*Task brief*.
Please return every line in the entries below with the word "oldest" in it.
*** Opening Records shown ***
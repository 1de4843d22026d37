/**
 * Database Operations for Chat Messages
 *
 * A message is stored across three tables: the message row itself, its
 * attachments (ordered by `position`) and its read receipts (ordered by
 * insertion `seq`). Messages are ordered by `seq`, which follows creation
 * order.
 *
 * Read receipts are unique per `(message_id, reader_id)`; appends use
 * `INSERT OR IGNORE`, so the first receipt for a reader wins.
 */

use chrono::{DateTime, Utc};
use sqlx::SqlitePool;
use uuid::Uuid;

use crate::backend::store::Group;
use crate::shared::message::{Attachment, Destination, Message, MessageKind, ReadReceipt};

#[derive(Debug, sqlx::FromRow)]
struct MessageRow {
    id: Uuid,
    kind: String,
    sender_id: Uuid,
    receiver_id: Option<Uuid>,
    project_id: Option<Uuid>,
    workspace_id: Option<Uuid>,
    content: String,
    created_at: DateTime<Utc>,
}

impl MessageRow {
    fn destination(&self) -> Result<Destination, sqlx::Error> {
        let destination = match MessageKind::parse(&self.kind) {
            Some(MessageKind::Personal) => self
                .receiver_id
                .map(|receiver| Destination::Personal { receiver }),
            Some(MessageKind::Project) => self
                .project_id
                .map(|project| Destination::Project { project }),
            Some(MessageKind::Workspace) => self
                .workspace_id
                .map(|workspace| Destination::Workspace { workspace }),
            None => None,
        };
        destination.ok_or_else(|| {
            sqlx::Error::Decode(
                format!("message {} has inconsistent destination ({})", self.id, self.kind).into(),
            )
        })
    }
}

#[derive(Debug, sqlx::FromRow)]
struct AttachmentRow {
    filename: String,
    url: String,
    content_type: String,
    size: i64,
    uploader_id: Uuid,
    uploaded_at: DateTime<Utc>,
}

#[derive(Debug, sqlx::FromRow)]
struct ReceiptRow {
    reader_id: Uuid,
    read_at: DateTime<Utc>,
}

const MESSAGE_COLUMNS: &str =
    "id, kind, sender_id, receiver_id, project_id, workspace_id, content, created_at";

/// Persist a message with its attachments and initial read receipts
///
/// Runs in a single transaction so a message is never visible without its
/// attachments.
pub async fn insert_message(pool: &SqlitePool, message: &Message) -> Result<(), sqlx::Error> {
    let (receiver_id, project_id, workspace_id) = match message.destination {
        Destination::Personal { receiver } => (Some(receiver), None, None),
        Destination::Project { project } => (None, Some(project), None),
        Destination::Workspace { workspace } => (None, None, Some(workspace)),
    };

    let mut tx = pool.begin().await?;

    sqlx::query(
        r#"
        INSERT INTO messages (id, kind, sender_id, receiver_id, project_id, workspace_id, content, created_at)
        VALUES (?, ?, ?, ?, ?, ?, ?, ?)
        "#,
    )
    .bind(message.id)
    .bind(message.kind().as_str())
    .bind(message.sender)
    .bind(receiver_id)
    .bind(project_id)
    .bind(workspace_id)
    .bind(&message.content)
    .bind(message.created_at)
    .execute(&mut *tx)
    .await?;

    for (position, attachment) in message.attachments.iter().enumerate() {
        sqlx::query(
            r#"
            INSERT INTO message_attachments
                (message_id, position, filename, url, content_type, size, uploader_id, uploaded_at)
            VALUES (?, ?, ?, ?, ?, ?, ?, ?)
            "#,
        )
        .bind(message.id)
        .bind(position as i64)
        .bind(&attachment.filename)
        .bind(&attachment.url)
        .bind(&attachment.content_type)
        .bind(i64::try_from(attachment.size).map_err(|e| sqlx::Error::Encode(Box::new(e)))?)
        .bind(attachment.uploader)
        .bind(attachment.uploaded_at)
        .execute(&mut *tx)
        .await?;
    }

    for receipt in &message.read_by {
        sqlx::query(
            r#"
            INSERT OR IGNORE INTO message_read_receipts (message_id, reader_id, read_at)
            VALUES (?, ?, ?)
            "#,
        )
        .bind(message.id)
        .bind(receipt.reader)
        .bind(receipt.read_at)
        .execute(&mut *tx)
        .await?;
    }

    tx.commit().await
}

/// Load a single message by ID
pub async fn find_message(pool: &SqlitePool, message_id: Uuid) -> Result<Option<Message>, sqlx::Error> {
    let row = sqlx::query_as::<_, MessageRow>(&format!(
        "SELECT {} FROM messages WHERE id = ?",
        MESSAGE_COLUMNS
    ))
    .bind(message_id)
    .fetch_optional(pool)
    .await?;

    match row {
        Some(row) => Ok(Some(hydrate(pool, row).await?)),
        None => Ok(None),
    }
}

/// Append a read receipt
///
/// # Returns
/// `true` if the receipt was recorded, `false` if the reader already had one
pub async fn append_read_receipt(
    pool: &SqlitePool,
    message_id: Uuid,
    reader: Uuid,
    read_at: DateTime<Utc>,
) -> Result<bool, sqlx::Error> {
    let result = sqlx::query(
        r#"
        INSERT OR IGNORE INTO message_read_receipts (message_id, reader_id, read_at)
        VALUES (?, ?, ?)
        "#,
    )
    .bind(message_id)
    .bind(reader)
    .bind(read_at)
    .execute(pool)
    .await?;

    Ok(result.rows_affected() == 1)
}

/// Latest personal messages exchanged between two users, oldest first
pub async fn personal_history(
    pool: &SqlitePool,
    user_a: Uuid,
    user_b: Uuid,
    limit: i64,
) -> Result<Vec<Message>, sqlx::Error> {
    let rows = sqlx::query_as::<_, MessageRow>(&format!(
        r#"
        SELECT {columns} FROM (
            SELECT seq, {columns}
            FROM messages
            WHERE kind = 'personal'
              AND ((sender_id = ? AND receiver_id = ?) OR (sender_id = ? AND receiver_id = ?))
            ORDER BY seq DESC
            LIMIT ?
        )
        ORDER BY seq ASC
        "#,
        columns = MESSAGE_COLUMNS
    ))
    .bind(user_a)
    .bind(user_b)
    .bind(user_b)
    .bind(user_a)
    .bind(limit)
    .fetch_all(pool)
    .await?;

    hydrate_all(pool, rows).await
}

/// Latest messages posted to a workspace or project, oldest first
pub async fn group_history(
    pool: &SqlitePool,
    group: Group,
    limit: i64,
) -> Result<Vec<Message>, sqlx::Error> {
    let (filter, group_id) = match group {
        Group::Workspace(id) => ("kind = 'workspace' AND workspace_id = ?", id),
        Group::Project(id) => ("kind = 'project' AND project_id = ?", id),
    };

    let rows = sqlx::query_as::<_, MessageRow>(&format!(
        r#"
        SELECT {columns} FROM (
            SELECT seq, {columns}
            FROM messages
            WHERE {filter}
            ORDER BY seq DESC
            LIMIT ?
        )
        ORDER BY seq ASC
        "#,
        columns = MESSAGE_COLUMNS,
        filter = filter
    ))
    .bind(group_id)
    .bind(limit)
    .fetch_all(pool)
    .await?;

    hydrate_all(pool, rows).await
}

async fn hydrate_all(pool: &SqlitePool, rows: Vec<MessageRow>) -> Result<Vec<Message>, sqlx::Error> {
    let mut messages = Vec::with_capacity(rows.len());
    for row in rows {
        messages.push(hydrate(pool, row).await?);
    }
    Ok(messages)
}

async fn hydrate(pool: &SqlitePool, row: MessageRow) -> Result<Message, sqlx::Error> {
    let destination = row.destination()?;

    let attachments = sqlx::query_as::<_, AttachmentRow>(
        r#"
        SELECT filename, url, content_type, size, uploader_id, uploaded_at
        FROM message_attachments
        WHERE message_id = ?
        ORDER BY position ASC
        "#,
    )
    .bind(row.id)
    .fetch_all(pool)
    .await?
    .into_iter()
    .map(|a| {
        Ok(Attachment {
            filename: a.filename,
            url: a.url,
            content_type: a.content_type,
            size: u64::try_from(a.size).map_err(|e| sqlx::Error::Decode(Box::new(e)))?,
            uploader: a.uploader_id,
            uploaded_at: a.uploaded_at,
        })
    })
    .collect::<Result<Vec<_>, sqlx::Error>>()?;

    let read_by = sqlx::query_as::<_, ReceiptRow>(
        r#"
        SELECT reader_id, read_at
        FROM message_read_receipts
        WHERE message_id = ?
        ORDER BY seq ASC
        "#,
    )
    .bind(row.id)
    .fetch_all(pool)
    .await?
    .into_iter()
    .map(|r| ReadReceipt {
        reader: r.reader_id,
        read_at: r.read_at,
    })
    .collect();

    Ok(Message {
        id: row.id,
        sender: row.sender_id,
        destination,
        content: row.content,
        attachments,
        read_by,
        created_at: row.created_at,
    })
}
*** Closing Records shown ***
*Reply*.
/// Latest personal messages exchanged between two users, oldest first
/// Latest messages posted to a workspace or project, oldest first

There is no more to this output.